In the Geostatistical Wizard, the default search radius for smooth interpolation is calculated such that it attempts to use at least 32 neighbors in each location.  It isn't a perfect algorithm, but we have found it to be reliable and robust.

JohannesKrimm
New Contributor II

Once again, thank you very much for the insight!

0 Kudos
EricKrause
Esri Regular Contributor

I should also say that it depends on how fast you need the method to process.  In general, it is better to use a search radius that is too big than one that is too small.  If it is too small, you are missing relevant information in the neighboring points, and the quality of your predictions will decline.  If it is too large, you are pulling in information that is not useful, but these non-informative neighbors tend to get very small weights, so they have little impact on the quality of the interpolation.  However, the more neighbors you use, the longer the method takes to calculate.

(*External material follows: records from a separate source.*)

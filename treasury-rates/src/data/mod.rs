pub mod extract;
pub mod feed;
pub mod treasury;
pub mod types;

pub use extract::{extract_rates, rates_from_document};
pub use feed::{children_with_suffix, last_entry, parse, unique_child_with_suffix, Element};
pub use treasury::TreasuryClient;
pub use types::{DecimalContext, RateKind, RateSet, DEFAULT_PRECISION};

If you aren't concerned with processing speed, you should err on the side of a larger radius rather than a small one.  That being said, the default of ~32 neighbors is almost always more than enough, and you generally won't see improvement in predictions by adding more neighbors.  But, as always, it depends on your data.

JohannesKrimm
New Contributor II

I appreciate the additional information!

I have now taken my knowledge of the sedimentary conditions and their spatial distribution into account and ended up with a search radius that is about half the average range and incorporates between 25 and 50 sample points, depending on the location of prediction. So I guess I was on the right track.

One last question if you don't mind: Is it safe to assume similar numbers (~32 neighbors) to be sufficient and robust for a standard circular search neighborhood as well, or are there any major differences?

0 Kudos
EricKrause
Esri Regular Contributor

Generally, yes.  Though a standard search neighborhood has more parameters to it.  First, it can use sectors, which force particular numbers of neighbors to come from different directions.  Second, it has minimum and maximum number of neighbors (per sector) as a parameter.

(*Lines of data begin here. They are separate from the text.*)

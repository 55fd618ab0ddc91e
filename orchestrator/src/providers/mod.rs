//! Generation capability: prompt in, ordered candidate outputs out.
//!
//! The pipeline only sees [`Generator`]. [`Router`] is the production
//! generator built from configured [`CommandProvider`]s; tests use scripted
//! generators that return predetermined candidates without spawning processes.

mod command;
mod router;

pub use command::CommandProvider;
pub use router::Router;

use anyhow::Result;

/// One provider's answer to a prompt.
#[derive(Debug, Clone, PartialEq)]
pub struct Candidate {
    pub provider: String,
    pub output: CandidateOutput,
}

#[derive(Debug, Clone, PartialEq)]
pub enum CandidateOutput {
    Text(String),
    /// The provider failed; the message is kept for rejection reports.
    Failed(String),
}

impl Candidate {
    pub fn text(provider: impl Into<String>, text: impl Into<String>) -> Self {
        Self {
            provider: provider.into(),
            output: CandidateOutput::Text(text.into()),
        }
    }

    pub fn failed(provider: impl Into<String>, error: impl Into<String>) -> Self {
        Self {
            provider: provider.into(),
            output: CandidateOutput::Failed(error.into()),
        }
    }
}

/// Produces candidates in a fixed priority order.
///
/// `Err` means the generator could not be consulted at all; individual
/// provider failures are reported as [`CandidateOutput::Failed`].
pub trait Generator: Send + Sync {
    fn generate(&self, prompt: &str, temperature: f32) -> Result<Vec<Candidate>>;
}

/// A single text-completion backend.
pub trait Provider: Send + Sync {
    fn name(&self) -> &str;
    fn complete(&self, prompt: &str, temperature: f32) -> Result<String>;
}
use std::time::Duration;

use anyhow::{Context, Result, anyhow};
use tracing::{debug, info, instrument, warn};

use super::Provider;
use crate::io::config::ProviderConfig;
use crate::io::process::{ProcessRequest, run_captured};

/// Env var through which the sampling temperature reaches the provider command.
pub const TEMPERATURE_ENV: &str = "ORCHESTRATOR_TEMPERATURE";

/// Provider that spawns a configured command and feeds the prompt on stdin.
///
/// The completion is the command's stdout. A non-zero exit, a timeout or an
/// empty reply is a provider failure.
#[derive(Debug, Clone)]
pub struct CommandProvider {
    name: String,
    command: Vec<String>,
    timeout: Duration,
    output_limit_bytes: usize,
}

impl CommandProvider {
    pub fn new(
        name: impl Into<String>,
        command: Vec<String>,
        timeout: Duration,
        output_limit_bytes: usize,
    ) -> Self {
        Self {
            name: name.into(),
            command,
            timeout,
            output_limit_bytes,
        }
    }

    pub fn from_config(config: &ProviderConfig, timeout: Duration, output_limit_bytes: usize) -> Self {
        Self::new(
            config.name.clone(),
            config.command.clone(),
            timeout,
            output_limit_bytes,
        )
    }
}

impl Provider for CommandProvider {
    fn name(&self) -> &str {
        &self.name
    }

    #[instrument(skip_all, fields(provider = %self.name, timeout_secs = self.timeout.as_secs()))]
    fn complete(&self, prompt: &str, temperature: f32) -> Result<String> {
        info!("querying provider");
        let env = [(TEMPERATURE_ENV, temperature.to_string())];
        let mut request = ProcessRequest::new(&self.command, self.timeout, self.output_limit_bytes);
        request.stdin = Some(prompt.as_bytes());
        request.env = &env;

        let output =
            run_captured(&request).with_context(|| format!("run provider {}", self.name))?;
        if output.timed_out {
            warn!("provider timed out");
            return Err(anyhow!(
                "provider {} timed out after {:?}",
                self.name,
                self.timeout
            ));
        }
        if !output.status.success() {
            warn!(exit_code = ?output.status.code(), "provider failed");
            return Err(anyhow!(
                "provider {} failed with status {:?}: {}",
                self.name,
                output.status.code(),
                output.stderr_text().trim()
            ));
        }

        let text = output.stdout_text();
        if text.trim().is_empty() {
            return Err(anyhow!("provider {} returned no output", self.name));
        }
        debug!(bytes = text.len(), "provider answered");
        Ok(text)
    }
}
//! Per-step capability check.

use std::sync::Arc;

use tracing::warn;

use crate::core::capabilities::CapabilityRegistry;
use crate::core::types::Action;
use crate::error::CapabilityDenied;

#[derive(Debug, Clone)]
pub struct CapabilityGate {
    registry: Arc<CapabilityRegistry>,
}

impl CapabilityGate {
    pub fn new(registry: Arc<CapabilityRegistry>) -> Self {
        Self { registry }
    }

    /// Called immediately before a step is dispatched.
    pub fn check(&self, action: Action) -> Result<(), CapabilityDenied> {
        if self.registry.is_enabled(action) {
            return Ok(());
        }
        warn!(%action, "capability denied");
        Err(CapabilityDenied { action })
    }
}
//! Command gate: the single entry point into the pipeline.

use serde::{Deserialize, Serialize};
use tracing::{info, warn};

use crate::core::types::{ExecutionContext, ExecutionTrace};
use crate::error::{CommandError, PipelineError};
use crate::orchestrator::Orchestrator;

pub const ALLOWED_COMMAND: &str = "EXECUTE";
pub const DEFAULT_CONVERSATION_ID: &str = "default";

fn default_conversation_id() -> String {
    DEFAULT_CONVERSATION_ID.to_string()
}

/// Inbound command payload.
#[derive(Debug, Clone, PartialEq, Eq, Serialize, Deserialize)]
pub struct CommandPayload {
    #[serde(default)]
    pub command: Option<String>,
    #[serde(default = "default_conversation_id")]
    pub conversation_id: String,
    #[serde(default)]
    pub instructions: String,
}

impl CommandPayload {
    pub fn execute(conversation_id: impl Into<String>, instructions: impl Into<String>) -> Self {
        Self {
            command: Some(ALLOWED_COMMAND.to_string()),
            conversation_id: conversation_id.into(),
            instructions: instructions.into(),
        }
    }
}

pub struct ControlPlane {
    orchestrator: Orchestrator,
}

impl ControlPlane {
    pub fn new(orchestrator: Orchestrator) -> Self {
        Self { orchestrator }
    }

    /// Gate the payload, then run it with retry.
    pub fn handle(&self, payload: &CommandPayload) -> Result<ExecutionContext, PipelineError> {
        let instructions = admit(payload)?;
        self.orchestrator
            .execute(&payload.conversation_id, instructions)
    }

    /// Gate the payload, then run a single attempt and return the plan too.
    pub fn handle_with_trace(
        &self,
        payload: &CommandPayload,
    ) -> Result<ExecutionTrace, PipelineError> {
        let instructions = admit(payload)?;
        self.orchestrator
            .execute_with_plan(&payload.conversation_id, instructions)
    }
}

/// Check the command and return the instructions to run.
pub fn admit(payload: &CommandPayload) -> Result<&str, CommandError> {
    let command = payload.command.as_deref();
    if command != Some(ALLOWED_COMMAND) {
        let received = command.unwrap_or("<missing>").to_string();
        warn!(received = %received, "command rejected");
        return Err(CommandError::NotAllowed {
            allowed: ALLOWED_COMMAND,
            received,
        });
    }
    if payload.instructions.trim().is_empty() {
        warn!("command rejected: no instructions");
        return Err(CommandError::MissingInstructions);
    }
    info!(conversation_id = %payload.conversation_id, "command admitted");
    Ok(&payload.instructions)
}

The way the algorithm works is:

  1. For each sector, take at least the minimum number of neighbors (even if that requires going beyond the search radius).
  2. Keep taking additional neighbors until you hit the maximum number of neighbors or hit the end of the searching radius.

So, for a standard search neighborhood, you can get similar behavior by setting the minimum number of neighbors equal to the maximum number of neighbors (no matter what your search radius is).  Remember to take the number of sectors into account.  For example, if you have four sectors, and you set min=max=8, then each location will use exactly 32 neighbors in the calculation (8 from each of the four sectors).  That is, assuming there actually are at least 8 neighbors in each of the sectors.